Fulfilling the ACA’s Promise

There is no doubt that families are much better off than they were before the Affordable Care Act (ACA) was enacted. Young adults, the most likely age group to be uninsured, can stay on their family’s health plan. Children with cancer will no longer exceed their annual limit on costs or max out their lifetime benefits. Asthmatic children can no longer be denied coverage due to a pre-existing condition. And millions of parents will have improved health and greater economic security having gained health coverage, many for the very first time.

Yet no law is perfect, and that is definitely the case when it comes to pediatric dental benefits.

Health leaders wisely included pediatric services — and specifically oral health — among the Essential Health Benefits (EHB) that must be covered by both qualified health plans (QHPs) in the marketplace and new plans sold in the private insurance market. But the ACA fails to consistently deliver oral health benefits by allowing QHPs to skip dental services if stand-alone dental plans are available in the marketplace.

For this reason, families will almost always pay extra premiums for separate dental coverage, and dental cost-sharing doesn’t count toward a child or family’s annual out-of-pocket maximum. These additional costs may cause low-income families to forego dental coverage altogether.

Before I suggest some potential solutions for this problem, consider a state-focused study that provides a sobering example of how affordability shapes coverage.

The additional financial burden of separate dental coverage was highlighted in a recent study that my colleague Martha Heberlein and I conducted in looking at the dismantling of the Arizona Children’s Health Insurance Program (CHIP), known as KidsCare.

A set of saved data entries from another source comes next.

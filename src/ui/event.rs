//! 事件处理
//!
//! 轮询 crossterm 键盘事件，将 Ctrl+C/Ctrl+Q 转为 Quit 命令、Esc 转为清空输入，
//! 其余按键交给 run_app 拼 input_buffer，Enter 时 send_submit。

use crossterm::event::{self, Event, KeyCode, KeyEvent, KeyEventKind, KeyModifiers};
use tokio::sync::mpsc;

use crate::core::Command;

/// 应用事件：来自快捷键的 Command、清空输入或原始 KeyEvent
#[derive(Debug, Clone)]
pub enum AppEvent {
    Command(Command),
    ClearInput,
    Key(KeyEvent),
}

/// 事件处理器：持有 cmd_tx，poll 时读键盘并返回 AppEvent，send_submit 发送用户输入
pub struct EventHandler {
    cmd_tx: mpsc::UnboundedSender<Command>,
}

impl EventHandler {
    pub fn new(cmd_tx: mpsc::UnboundedSender<Command>) -> Self {
        Self { cmd_tx }
    }

    pub fn poll(&self) -> anyhow::Result<Option<AppEvent>> {
        if event::poll(std::time::Duration::from_millis(100))? {
            if let Event::Key(key) = event::read()? {
                if key.kind == KeyEventKind::Press {
                    return Ok(Some(self.handle_key(key)));
                }
            }
        }
        Ok(None)
    }

    fn handle_key(&self, key: KeyEvent) -> AppEvent {
        match key.code {
            KeyCode::Char('c') | KeyCode::Char('q')
                if key.modifiers.contains(KeyModifiers::CONTROL) =>
            {
                let _ = self.cmd_tx.send(Command::Quit);
                AppEvent::Command(Command::Quit)
            }
            KeyCode::Esc => AppEvent::ClearInput,
            _ => AppEvent::Key(key),
        }
    }

    /// 原样发送输入，去除首尾空白由生命周期管理负责
    pub fn send_submit(&self, input: String) {
        let _ = self.cmd_tx.send(Command::Submit(input));
    }
}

Arizona froze KidsCare enrollment in early 2010. Although the program was temporarily reinstated in May 2012, 14,000 Arizona children lost their KidsCare coverage on January 2014. Assuming these families are not locked out of financial assistance in the marketplace (the “family glitch”), they should qualify for both premium subsidies and cost-sharing reductions. Our analysis looked at the health care needs of three children and what their cost-sharing would be in three of the lowest-cost Silver QHPs.

In two of the three plans we studied, dental benefits were not covered by the QHP. These plans cost an extra $300 in premiums per child, plus any deductibles and co-payments. In fact, for the two generally healthy children studied, dental premiums and cost-sharing accounted for 55 – 87% of their total out-of-pocket expenditures. This is much less affordable than the CHIP coverage that Arizona once offered.

There are multiple ways for policymakers to address this issue:

  • Requiring all QHPs to cover dental benefits is one option and one that would not necessarily lock stand-alone dental issuers out since medical plans could team up with dental plans to offer an integrated benefit package.
  • Perhaps more politically realistic would be a requirement that marketplaces combine premiums and cost-sharing so that families are not penalized when a QHP does not provide all the essential health benefits that children are entitled, by law, to receive.

We have made great progress in improving children’s oral health over the past decade. Without fulfillment of the ACA’s promise of dental benefits for kids, we are missing out on a tremendous opportunity to further those gains.

Tricia Brooks is a Research Professor at the Center for Children and Families (CCF), part of the McCourt School of Public Policy at Georgetown University.